**Work request**: Pick out the lines below that include the string "logging".

**Stored items**:

============

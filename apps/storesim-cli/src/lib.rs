//! # StoreSim Demo Library
//!
//! Builds a sample store, walks one member through cart and checkout, and
//! prints what happened.
//!
//! ## Module Organization
//! ```text
//! storesim_cli/
//! ├── lib.rs          ◄─── You are here (args, tracing, demo flow)
//! ├── config.rs       ◄─── TOML + environment configuration
//! └── error.rs        ◄─── AppError for the binary
//! ```
//!
//! ## Usage
//! ```text
//! storesim [--config <path>] [--lookup <strategy>] [--surcharge-mode <mode>] [--json]
//!
//!   --config <path>           TOML config file
//!   --lookup <strategy>       full_scan | first_entry_only
//!   --surcharge-mode <mode>   compounding | flat
//!   --json                    print one JSON document instead of text
//! ```

pub mod config;
pub mod error;

use serde_json::json;
use std::io::Write;
use std::path::PathBuf;
use storesim_core::{
    CheckoutPolicy, Customer, LookupStrategy, Money, Product, Store, StoreError, SurchargeMode,
};
use tracing::{info, warn, Subscriber};
use tracing_subscriber::fmt::{self, MakeWriter};
use tracing_subscriber::prelude::*;
use tracing_subscriber::{reload, EnvFilter, Registry};

use config::StoreSimConfig;
use error::{AppError, AppResult};

/// Member walked through the demo flow.
pub const DEMO_MEMBER_ID: &str = "ABC";

/// Products the demo member puts in their cart, in order.
pub const DEMO_CART: [&str; 3] = ["830", "835", "5"];

// =============================================================================
// Command Line
// =============================================================================

/// Parsed command line.
#[derive(Debug, Clone, Default, PartialEq, Eq)]
pub struct CliArgs {
    pub config: Option<PathBuf>,
    pub lookup: Option<LookupStrategy>,
    pub surcharge_mode: Option<SurchargeMode>,
    pub json: bool,
}

impl CliArgs {
    /// Parses arguments, excluding the program name.
    pub fn parse<I>(args: I) -> AppResult<Self>
    where
        I: IntoIterator<Item = String>,
    {
        let mut parsed = CliArgs::default();
        let mut args = args.into_iter();

        while let Some(arg) = args.next() {
            match arg.as_str() {
                "--config" => parsed.config = Some(PathBuf::from(value_for(&arg, args.next())?)),
                "--lookup" => parsed.lookup = Some(value_for(&arg, args.next())?.parse()?),
                "--surcharge-mode" => {
                    parsed.surcharge_mode = Some(value_for(&arg, args.next())?.parse()?)
                }
                "--json" => parsed.json = true,
                other => return Err(AppError::Usage(format!("Unknown argument: {}", other))),
            }
        }

        Ok(parsed)
    }

    /// Command line flags override everything else.
    pub fn apply_to(&self, config: &mut StoreSimConfig) {
        if let Some(lookup) = self.lookup {
            config.checkout.lookup = lookup;
        }
        if let Some(mode) = self.surcharge_mode {
            config.checkout.surcharge_mode = mode;
        }
    }
}

fn value_for(flag: &str, value: Option<String>) -> AppResult<String> {
    value.ok_or_else(|| AppError::Usage(format!("{} requires a value", flag)))
}

// =============================================================================
// Entry Point
// =============================================================================

/// Runs the demo against the process arguments and stdout.
pub fn run() -> AppResult<()> {
    let args = CliArgs::parse(std::env::args().skip(1))?;

    let log_filter = init_tracing();
    let config = load_config(&args, &log_filter)?;

    let policy = config.checkout_policy();
    info!(
        lookup = %policy.lookup,
        surcharge_mode = %policy.surcharge_mode,
        surcharge_bps = policy.surcharge_rate.bps(),
        "Starting StoreSim demo"
    );

    let mut store = sample_store(policy);
    let stdout = std::io::stdout();
    let mut out = stdout.lock();

    if args.json {
        run_demo_json(&mut store, &mut out)
    } else {
        run_demo(&mut store, &mut out)
    }
}

/// Handle used to swap in the configured log filter once config is loaded.
pub type LogFilterHandle = reload::Handle<EnvFilter, Registry>;

/// Filter in effect until the configuration has been read.
const STARTUP_LOG_FILTER: &str = "info";

/// Initializes the tracing subscriber for structured logging.
///
/// The subscriber is installed before the configuration is loaded so that
/// config warnings are not dropped.
///
/// ## Log Levels
/// - `RUST_LOG=debug` - Show debug messages
/// - `RUST_LOG=storesim_core=trace` - Trace the store only
/// - Default: the configured filter
fn init_tracing() -> LogFilterHandle {
    let (subscriber, handle) = log_subscriber(std::io::stderr);
    subscriber.init();
    handle
}

/// Builds the subscriber with a reloadable filter, writing to `writer`.
pub fn log_subscriber<W>(writer: W) -> (impl Subscriber + Send + Sync, LogFilterHandle)
where
    W: for<'w> MakeWriter<'w> + Send + Sync + 'static,
{
    let filter = EnvFilter::try_from_default_env()
        .unwrap_or_else(|_| EnvFilter::new(STARTUP_LOG_FILTER));
    let (filter, handle) = reload::Layer::new(filter);

    let subscriber = tracing_subscriber::registry()
        .with(filter)
        .with(fmt::layer().with_writer(writer));

    (subscriber, handle)
}

/// Loads the configuration, applies command line flags, and switches the
/// log filter to the configured one unless `RUST_LOG` is set.
pub fn load_config(args: &CliArgs, log_filter: &LogFilterHandle) -> AppResult<StoreSimConfig> {
    let mut config = StoreSimConfig::load(args.config.as_deref())?;
    args.apply_to(&mut config);

    if std::env::var_os(EnvFilter::DEFAULT_ENV).is_none() {
        if let Err(e) = log_filter.reload(EnvFilter::new(&config.logging.filter)) {
            warn!("Could not apply configured log filter: {}", e);
        }
    }

    Ok(config)
}

// =============================================================================
// Demo Flow
// =============================================================================

/// Three consoles and one non-premium member, David.
pub fn sample_store(policy: CheckoutPolicy) -> Store {
    let mut store = Store::with_policy(policy);
    store.add_product(Product::new(
        "830",
        "Nintendo Switch",
        "console and handheld in one video game platform made by nintendo",
        Money::from_dollars(300),
        9,
    ));
    store.add_product(Product::new(
        "835",
        "Playstation",
        "Sony videogame console",
        Money::from_dollars(400),
        5,
    ));
    store.add_product(Product::new(
        "5",
        "Xbox one",
        "Microsoft videogame console",
        Money::from_dollars(350),
        7,
    ));
    store.add_member(Customer::new("David", DEMO_MEMBER_ID, false));
    store
}

/// Prints the store, fills the demo cart, and checks out as text.
pub fn run_demo<W: Write>(store: &mut Store, out: &mut W) -> AppResult<()> {
    let policy = store.policy();
    writeln!(
        out,
        "Policy: {} lookup, {} surcharge of {:.2}%",
        policy.lookup,
        policy.surcharge_mode,
        policy.surcharge_rate.percentage()
    )?;

    writeln!(out, "Members:")?;
    for member in store.members() {
        writeln!(
            out,
            "  {} ({}) premium={}",
            member.name(),
            member.account_id(),
            member.is_premium()
        )?;
    }

    writeln!(out, "Inventory:")?;
    for product in store.inventory() {
        writeln!(
            out,
            "  {:<5} {:<16} {:>9}  qty {}",
            product.id(),
            product.title(),
            product.price().to_string(),
            product.quantity_available()
        )?;
    }

    match store.find_member(DEMO_MEMBER_ID) {
        Some(member) => writeln!(out, "Member {}: {}", DEMO_MEMBER_ID, member.name())?,
        None => writeln!(out, "Member {}: not found", DEMO_MEMBER_ID)?,
    }
    match store.find_product("835") {
        Some(product) => writeln!(out, "Product 835: {}", product.title())?,
        None => writeln!(out, "Product 835: not found")?,
    }

    let mut added = 0;
    for product_id in DEMO_CART {
        let status = store.add_product_to_member_cart(product_id, DEMO_MEMBER_ID);
        if status.is_added() {
            added += 1;
        }
        writeln!(out, "Add {}: {}", product_id, status)?;
    }
    writeln!(out, "Added {} of {} products", added, DEMO_CART.len())?;

    let cart = store
        .find_member(DEMO_MEMBER_ID)
        .map(|m| m.cart().join(", "))
        .unwrap_or_default();
    writeln!(out, "Cart: [{}]", cart)?;

    match store.checkout_member_with_receipt(DEMO_MEMBER_ID) {
        Ok(receipt) => {
            for line in &receipt.lines {
                writeln!(
                    out,
                    "  {:<16} {:>9}  running {}",
                    line.title,
                    line.unit_price.to_string(),
                    line.running_total
                )?;
            }
            for skipped in &receipt.skipped {
                writeln!(out, "  {:<16} skipped (out of stock)", skipped)?;
            }
            writeln!(out, "Total: {}", receipt.total)?;
        }
        Err(StoreError::InvalidCheckout { .. }) => writeln!(out, "Member ID not found.")?,
        Err(e) => return Err(e.into()),
    }

    Ok(())
}

/// Same flow as [`run_demo`], rendered as a single JSON document.
pub fn run_demo_json<W: Write>(store: &mut Store, out: &mut W) -> AppResult<()> {
    let members = serde_json::to_value(store.members())?;
    let inventory = serde_json::to_value(store.inventory())?;

    let statuses: Vec<_> = DEMO_CART
        .iter()
        .map(|id| {
            json!({
                "product_id": id,
                "status": store.add_product_to_member_cart(id, DEMO_MEMBER_ID),
            })
        })
        .collect();

    let (receipt, error) = match store.checkout_member_with_receipt(DEMO_MEMBER_ID) {
        Ok(receipt) => (serde_json::to_value(&receipt)?, None),
        Err(e @ StoreError::InvalidCheckout { .. }) => (serde_json::Value::Null, Some(e.to_string())),
        Err(e) => return Err(e.into()),
    };

    let document = json!({
        "members": members,
        "inventory": inventory,
        "cart": statuses,
        "receipt": receipt,
        "error": error,
    });

    serde_json::to_writer_pretty(&mut *out, &document)?;
    writeln!(out)?;
    Ok(())
}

============

**Written answer**:
/// Initializes the tracing subscriber for structured logging.
        if let Err(e) = log_filter.reload(EnvFilter::new(&config.logging.filter)) {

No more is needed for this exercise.